EYE2023 : Une jeune activiste qui déplace les montagnes

À l’approche de la Rencontre des Jeunes Européens (EYE2023), qui se tiendra à Strasbourg les 9 et 10 juin, un rassemblement biennal organisé par le Parlement européen, nous avons interviewé quatre jeunes activistes participant à l’événement, sur leur travail, leurs ambitions et leurs messages aux dirigeants mondiaux. 

L’ONU à Bruxelles sera présente à l’événement et discutera avec ces jeunes leaders de ce dont ils ont besoin pour participer de manière plus significative à la politique et à la démocratie. 

Dans cette interview, vous découvrez plus sur le parcours de Tambe Honourine Enow du Cameroun, qui vit en Belgique. 

 

Qu’est-ce qui vous a poussé à devenir une jeune activiste ?   

C’est ma vie personnelle qui a inspiré mon parcours. Je ne veux pas que cette histoire suscite la pitié, je veux que ce soit celle d’une Africaine ambitieuse, jeune et forte, issue d’une communauté rurale du Cameroun, qui est aujourd’hui capable d’avoir un impact sur le monde grâce à la motivation que lui procure son expérience personnelle 

Je n’ai pas grandi dans une famille ou une communauté riche. Je suis originaire d’Isangele-Bakassi, une communauté très rurale située à la frontière entre le Cameroun et le Nigeria. Au début des années 2000, ma famille dépendait de l’agriculture et de la pêche pour vivre et des cours d’eau pour s’approvisionner en eau potable. Par ignorance et en l’absence de moyens de subsistance alternatifs, ma communauté utilisait des produits chimiques pour la pêche et mettait en œuvre des techniques agricoles non durables. En raison du changement climatique et de la pollution chimique de la péninsule, j’ai été témoin de l’assèchement du cours d’eau dont nous dépendions pour boire, d’une diminution des précipitations, qui a affecté la productivité agricole, et d’une baisse significative de la pêche. Ces phénomènes ont entraîné une grave famine et le déplacement des habitants d’Isangele 

Les catastrophes qui ont frappé ma communauté m’ont mise à genoux et m’ont fait fondre en larmes. J’ai alors décidé de plaider en faveur d’actions qui permettraient de résoudre ces problèmes dans ma communauté et dans d’autres communautés similaires en Afrique. Avec une formation universitaire en sciences de l’environnement et du climat, je comprends maintenant qu’il a fallu plusieurs années pour que les activités piscicoles et agricoles de la fin des années 90 commencent à affecter nos moyens de subsistance. La génération qui est à l’origine de cette surexploitation ou mauvaise exploitation des ressources a aujourd’hui disparu. L‘impact est ressenti par leurs enfants et petits-enfants. Cette prise de conscience m’a donné envie de créer une différence positive dans le monde afin de le préserver pour les générations futures, et je crois que cela ne peut se faire qu’en représentant les voix des jeunes des communautés rurales dans les négociations nationales et internationales sur des sujets liés au changement climatique, à la perte de biodiversité, à la dégradation de l’environnement et à la pollution.  

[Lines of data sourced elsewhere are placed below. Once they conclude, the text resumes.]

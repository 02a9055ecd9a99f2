//! Entry name resolution.
//!
//! An entry name maps to exactly one file directly under the cache root.
//! Anything that could address a different location is rejected before any
//! filesystem call is made.

use std::path::{Component, Path, PathBuf};

use crate::{CacheError, Result};

/// A validated entry name joined onto its cache root.
///
/// Built per operation and never reused across calls.
#[derive(Debug, Clone, PartialEq, Eq)]
pub struct EntryPath {
    name: String,
    path: PathBuf,
}

impl EntryPath {
    pub fn name(&self) -> &str {
        &self.name
    }

    pub fn path(&self) -> &Path {
        &self.path
    }

    /// Directory holding the entry (the cache root).
    pub fn dir(&self) -> &Path {
        self.path.parent().unwrap_or_else(|| Path::new("."))
    }
}

/// Resolve `name` under `root`.
///
/// Pure: performs no I/O. Fails with [`CacheError::InvalidName`] when the
/// name is empty, contains a NUL byte or a path separator, is a `.`/`..`
/// segment, or would otherwise not be a single plain file name.
pub fn resolve(root: &Path, name: &str) -> Result<EntryPath> {
    let invalid = |reason: &'static str| CacheError::InvalidName {
        name: name.to_string(),
        reason,
    };

    if name.is_empty() {
        return Err(invalid("name is empty"));
    }
    if name.contains('\0') {
        return Err(invalid("name contains a NUL byte"));
    }
    if name.contains('/') || name.contains('\\') {
        return Err(invalid("name contains a path separator"));
    }
    if name == "." || name == ".." {
        return Err(invalid("name is a relative path segment"));
    }

    // Catches platform prefixes such as `C:` that survive the checks above.
    let mut components = Path::new(name).components();
    match (components.next(), components.next()) {
        (Some(Component::Normal(c)), None) if c == name => {}
        _ => return Err(invalid("name is not a plain file name")),
    }

    Ok(EntryPath {
        name: name.to_string(),
        path: root.join(name),
    })
}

Les jeunes des communautés rurales subissent de plein fouet l’impact du changement climatique et d’autres problèmes environnementaux, mais leurs voix sont sous-représentées dans ces espaces. En tant que jeune ayant une expérience de vie similaire à la leur, je m’efforce d’accéder à ces tables de négociation et d’influencer les politiques qui permettraient de protéger ces communautés rurales. 

 

Souhaitez-vous donner un exemple de l’impact de votre travail ? / De quoi êtes-vous particulièrement fière ? 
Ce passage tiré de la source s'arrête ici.